====== Source material

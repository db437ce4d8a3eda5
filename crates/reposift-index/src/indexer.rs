//! Embed chunks and persist them as a flat index.

use std::path::{Path, PathBuf};

use reposift_llm::EmbeddingProvider;

use crate::chunk::Chunk;
use crate::error::{IndexError, Result};
use crate::store::{FlatIndex, VectorRecord};

/// Summary of an indexing run.
#[derive(Debug, Clone, Default, PartialEq, Eq)]
pub struct IndexReport {
    pub chunks_indexed: usize,
    pub dimension: usize,
    pub duration_ms: u64,
}

/// Writes the index for one directory.
pub struct Indexer<P: EmbeddingProvider> {
    provider: P,
    dir: PathBuf,
}

impl<P: EmbeddingProvider> Indexer<P> {
    #[must_use]
    pub fn new(provider: P, dir: impl Into<PathBuf>) -> Self {
        Self {
            provider,
            dir: dir.into(),
        }
    }

    #[must_use]
    pub fn dir(&self) -> &Path {
        &self.dir
    }

    /// Embed every chunk in order and replace the index on disk.
    ///
    /// Nothing is written unless every chunk embeds successfully.
    ///
    /// # Errors
    ///
    /// Returns `IndexError::Embedding` if any embedding fails,
    /// `IndexError::DimensionMismatch` if vector lengths differ, or an IO
    /// error if the index cannot be written.
    pub async fn index(&self, chunks: &[Chunk]) -> Result<IndexReport> {
        let start = std::time::Instant::now();
        let total = chunks.len();
        tracing::info!(
            total,
            provider = self.provider.name(),
            model = self.provider.model(),
            "indexing started"
        );

        let mut index = FlatIndex::new(self.provider.model(), 0);
        for (i, chunk) in chunks.iter().enumerate() {
            let vector = self.provider.embed(&chunk.content).await.inspect_err(|e| {
                tracing::warn!(source = chunk.source(), chunk = i, "embedding failed: {e}");
            })?;

            if i == 0 {
                index.dimension = vector.len();
            } else if vector.len() != index.dimension {
                return Err(IndexError::DimensionMismatch {
                    expected: index.dimension,
                    actual: vector.len(),
                });
            }

            index.records.push(VectorRecord::new(chunk, vector));
            if (i + 1) % 100 == 0 {
                tracing::debug!(done = i + 1, total, "embedding progress");
            }
        }

        index.save(&self.dir).await?;

        let report = IndexReport {
            chunks_indexed: index.len(),
            dimension: index.dimension,
            duration_ms: u64::try_from(start.elapsed().as_millis()).unwrap_or(u64::MAX),
        };
        tracing::info!(
            chunks = report.chunks_indexed,
            dimension = report.dimension,
            duration_ms = report.duration_ms,
            dir = %self.dir.display(),
            "indexing complete"
        );
        Ok(report)
    }
}
use std::future::Future;
use std::time::Duration;

use crate::error::LlmError;

const BASE_BACKOFF_SECS: u64 = 1;
const MAX_BACKOFF_SECS: u64 = 60;

/// Delay before the next attempt: the `Retry-After` header in seconds when the
/// server sent one, otherwise exponential backoff capped at 60s.
#[must_use]
pub fn retry_delay(response: &reqwest::Response, attempt: u32) -> Duration {
    if let Some(val) = response.headers().get(reqwest::header::RETRY_AFTER)
        && let Ok(s) = val.to_str()
        && let Ok(secs) = s.trim().parse::<u64>()
    {
        return Duration::from_secs(secs.min(MAX_BACKOFF_SECS));
    }
    Duration::from_secs(backoff_secs(attempt))
}

fn backoff_secs(attempt: u32) -> u64 {
    BASE_BACKOFF_SECS
        .checked_shl(attempt)
        .unwrap_or(MAX_BACKOFF_SECS)
        .min(MAX_BACKOFF_SECS)
}

/// Send a request built by `f`, retrying up to `max_retries` times while the
/// server answers 429 Too Many Requests.
///
/// Any other status is handed back to the caller untouched, so status
/// handling stays with the caller.
///
/// # Errors
///
/// Returns `LlmError::RateLimited` once all attempts are exhausted, or
/// `LlmError::Http` for transport failures.
pub async fn send_with_retry<F, Fut>(
    target: &str,
    max_retries: u32,
    mut f: F,
) -> Result<reqwest::Response, LlmError>
where
    F: FnMut() -> Fut,
    Fut: Future<Output = Result<reqwest::Response, reqwest::Error>>,
{
    for attempt in 0..=max_retries {
        let response = f().await.map_err(LlmError::Http)?;

        if response.status() != reqwest::StatusCode::TOO_MANY_REQUESTS {
            return Ok(response);
        }
        if attempt == max_retries {
            break;
        }

        let delay = retry_delay(&response, attempt);
        tracing::warn!(
            target_service = target,
            attempt = attempt + 1,
            max_retries,
            delay_secs = delay.as_secs(),
            "rate limited, retrying"
        );
        tokio::time::sleep(delay).await;
    }

    Err(LlmError::RateLimited)
}
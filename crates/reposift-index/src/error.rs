//! Error types for reposift-index.

use std::path::PathBuf;

/// Errors that can occur while chunking, indexing, or retrieving.
#[derive(Debug, thiserror::Error)]
pub enum IndexError {
    /// IO error reading or writing the index.
    #[error("IO error: {0}")]
    Io(#[from] std::io::Error),

    #[error("JSON error: {0}")]
    Json(#[from] serde_json::Error),

    /// Source file failed to parse, or contains syntax errors.
    #[error("parse failed: {0}")]
    Parse(String),

    /// Invalid chunking or retrieval settings.
    #[error("invalid configuration: {0}")]
    Config(String),

    /// Embedding provider failure.
    #[error("embedding failed: {0}")]
    Embedding(#[from] reposift_llm::LlmError),

    /// The provider returned vectors of differing length.
    #[error("embedding dimension mismatch: expected {expected}, got {actual}")]
    DimensionMismatch { expected: usize, actual: usize },

    #[error("no index found at {}", path.display())]
    IndexNotFound { path: PathBuf },

    /// Tokenizer could not be loaded or refused to decode a window.
    #[error("tokenizer error: {0}")]
    Tokenizer(String),
}

impl IndexError {
    /// True for failures raised by, or about, the embedding provider.
    #[must_use]
    pub fn is_embedding(&self) -> bool {
        matches!(self, Self::Embedding(_) | Self::DimensionMismatch { .. })
    }
}

/// Result type alias using `IndexError`.
pub type Result<T> = std::result::Result<T, IndexError>;
impl GithubFetcher {
    #[must_use]
    pub fn new(token: Option<String>) -> Self {
        Self {
            client: default_client(),
            api_url: DEFAULT_API_URL.into(),
            token,
            default_branch: DEFAULT_BRANCH.into(),
            exclude: DEFAULT_EXCLUDED_PATTERNS
                .iter()
                .map(|s| (*s).to_owned())
                .collect(),
            max_retries: 3,
        }
    }

    #[must_use]
    pub fn with_api_url(mut self, api_url: impl Into<String>) -> Self {
        self.api_url = api_url.into().trim_end_matches('/').to_owned();
        self
    }

    /// Branch used when the repository metadata cannot be read.
    #[must_use]
    pub fn with_default_branch(mut self, branch: impl Into<String>) -> Self {
        self.default_branch = branch.into();
        self
    }

    #[must_use]
    pub fn with_exclude(mut self, patterns: Vec<String>) -> Self {
        self.exclude = patterns;
        self
    }

    #[must_use]
    pub fn with_max_retries(mut self, max_retries: u32) -> Self {
        self.max_retries = max_retries;
        self
    }

    #[must_use]
    pub fn with_client(mut self, client: reqwest::Client) -> Self {
        self.client = client;
        self
    }

    /// Capture `repo` (`owner/repo` or a GitHub URL) at its default branch,
    /// submodules included.
    ///
    /// # Errors
    ///
    /// Returns an error if `repo` is not a repository identifier or the root
    /// directory listing fails. Anything deeper is skipped with a warning.
    pub async fn fetch(&self, repo: &str) -> Result<Snapshot, RepoError> {
        let id = RepoId::parse(repo)?;
        tracing::info!(repo = %id, "fetching repository");

        let mut ancestors = HashSet::new();
        let tree = self.fetch_tree(&id, None, "", &mut ancestors).await?;

        let mut snapshot = Snapshot {
            repo_name: id.to_string(),
            files: tree.files,
            submodules: tree.submodules,
        };
        snapshot.sort();
        tracing::info!(
            repo = %id,
            files = snapshot.files.len(),
            submodules = snapshot.submodules.len(),
            "repository fetched"
        );
        Ok(snapshot)
    }

    /// `ancestors` holds the repositories on the current submodule path.
    async fn fetch_tree(
        &self,
        id: &RepoId,
        git_ref: Option<&str>,
        mount: &str,
        ancestors: &mut HashSet<String>,
    ) -> Result<Tree, FetchError> {
        let key = id.key();
        if !ancestors.insert(key.clone()) {
            return Err(FetchError::Cycle(key));
        }

        let git_ref = match git_ref {
            Some(r) => r.to_owned(),
            None => self.default_branch_of(id).await,
        };
        let result = self.walk(id, &git_ref, mount, ancestors).await;

        ancestors.remove(&key);
        result
    }

    async fn walk(
        &self,
        id: &RepoId,
        git_ref: &str,
        mount: &str,
        ancestors: &mut HashSet<String>,
    ) -> Result<Tree, FetchError> {
        let mut tree = Tree::default();
        let mut pending = vec![self.list(id, "", git_ref).await?];

        while let Some(items) = pending.pop() {
            for item in items {
                let full_path = mounted(mount, &item.path);
                if is_excluded(&full_path, &self.exclude) {
                    tracing::debug!(path = %full_path, "excluded");
                    continue;
                }

                if item.is_submodule() {
                    match self
                        .fetch_submodule(&item, &full_path, ancestors)
                        .await
                    {
                        Ok(sub) => tree.submodules.push(sub),
                        Err(e) => tracing::warn!(path = %full_path, "submodule skipped: {e}"),
                    }
                    continue;
                }

                match item.kind.as_str() {
                    "file" => match self.file(id, &item.path, git_ref).await {
                        Ok(content) => tree.files.push(FileEntry::new(full_path, content)),
                        Err(e) => tracing::warn!(path = %full_path, "file skipped: {e}"),
                    },
                    "dir" => match self.list(id, &item.path, git_ref).await {
                        Ok(children) => pending.push(children),
                        Err(e) => tracing::warn!(path = %full_path, "directory skipped: {e}"),
                    },
                    other => tracing::debug!(path = %full_path, kind = other, "ignored item"),
                }
            }
        }

        Ok(tree)
    }

    async fn fetch_submodule(
        &self,
        item: &ContentItem,
        mount: &str,
        ancestors: &mut HashSet<String>,
    ) -> Result<Submodule, FetchError> {
        let git_url = item
            .submodule_git_url
            .as_deref()
            .or(item.html_url.as_deref())
            .ok_or_else(|| FetchError::UnsupportedSubmodule(item.path.clone()))?;
        let sub_id = RepoId::from_url(git_url)
            .ok_or_else(|| FetchError::UnsupportedSubmodule(git_url.to_owned()))?;

        let commit = match &item.sha {
            Some(sha) => sha.clone(),
            None => self.default_branch_of(&sub_id).await,
        };
        tracing::debug!(path = mount, repo = %sub_id, commit = %commit, "fetching submodule");

        let tree = Box::pin(self.fetch_tree(&sub_id, Some(&commit), mount, ancestors)).await?;

        Ok(Submodule {
            name: mount.to_owned(),
            url: format!("https://github.com/{sub_id}"),
            commit,
            files: tree.files,
            submodules: tree.submodules,
        })
    }

    async fn default_branch_of(&self, id: &RepoId) -> String {
        let url = match self.url(&["repos", &id.owner, &id.name]) {
            Ok(u) => u,
            Err(e) => {
                tracing::warn!(repo = %id, "{e}");
                return self.default_branch.clone();
            }
        };
        match self.get_json::<RepoInfo>(url).await {
            Ok(RepoInfo {
                default_branch: Some(branch),
            }) => branch,
            Ok(_) => self.default_branch.clone(),
            Err(e) => {
                tracing::warn!(
                    repo = %id,
                    fallback = %self.default_branch,
                    "default branch lookup failed: {e}"
                );
                self.default_branch.clone()
            }
        }
    }

    async fn list(
        &self,
        id: &RepoId,
        path: &str,
        git_ref: &str,
    ) -> Result<Vec<ContentItem>, FetchError> {
        let url = self.contents_url(id, path, git_ref)?;
        let shown = url.to_string();
        let value: serde_json::Value = self.get_json(url).await?;
        if !value.is_array() {
            return Err(FetchError::UnexpectedShape(shown));
        }
        serde_json::from_value(value).map_err(|_| FetchError::UnexpectedShape(shown))
    }

    async fn file(&self, id: &RepoId, path: &str, git_ref: &str) -> Result<String, FetchError> {
        let url = self.contents_url(id, path, git_ref)?;
        let body: FileBody = self.get_json(url).await?;

        match (body.encoding.as_deref(), body.content) {
            (Some("base64"), Some(encoded)) => {
                let compact: String = encoded.split_ascii_whitespace().collect();
                let bytes = base64::engine::general_purpose::STANDARD
                    .decode(compact)
                    .map_err(|source| FetchError::Decode {
                        path: path.to_owned(),
                        source,
                    })?;
                clean_content(path, &bytes)
            }
            (encoding, _) => Err(FetchError::UnexpectedShape(format!(
                "{path} (encoding {})",
                encoding.unwrap_or("missing")
            ))),
        }
    }

    fn contents_url(
        &self,
        id: &RepoId,
        path: &str,
        git_ref: &str,
    ) -> Result<reqwest::Url, FetchError> {
        let mut segments = vec!["repos", id.owner.as_str(), id.name.as_str(), "contents"];
        segments.extend(path.split('/').filter(|s| !s.is_empty()));
        let mut url = self.url(&segments)?;
        url.query_pairs_mut().append_pair("ref", git_ref);
        Ok(url)
    }

    fn url(&self, segments: &[&str]) -> Result<reqwest::Url, FetchError> {
        let mut url = reqwest::Url::parse(&self.api_url)
            .map_err(|e| FetchError::InvalidUrl(format!("{}: {e}", self.api_url)))?;
        url.path_segments_mut()
            .map_err(|()| FetchError::InvalidUrl(self.api_url.clone()))?
            .pop_if_empty()
            .extend(segments);
        Ok(url)
    }

    async fn get_json<T: DeserializeOwned>(&self, url: reqwest::Url) -> Result<T, FetchError> {
        let response = send_with_retry("github", self.max_retries, || {
            let mut request = self
                .client
                .get(url.clone())
                .header(reqwest::header::ACCEPT, "application/vnd.github+json")
                .header("X-GitHub-Api-Version", API_VERSION);
            if let Some(token) = &self.token {
                request = request.bearer_auth(token);
            }
            request.send()
        })
        .await?;

        let status = response.status();
        if !status.is_success() {
            return Err(FetchError::Status {
                url: url.to_string(),
                status: status.as_u16(),
            });
        }
        Ok(response.json::<T>().await?)
    }
}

============

__Your objective__.
Bring together all lines in the records where the word "client" is found.

__Output of the task__.
            client: default_client(),
    pub fn with_client(mut self, client: reqwest::Client) -> Self {
        self.client = client;
                .client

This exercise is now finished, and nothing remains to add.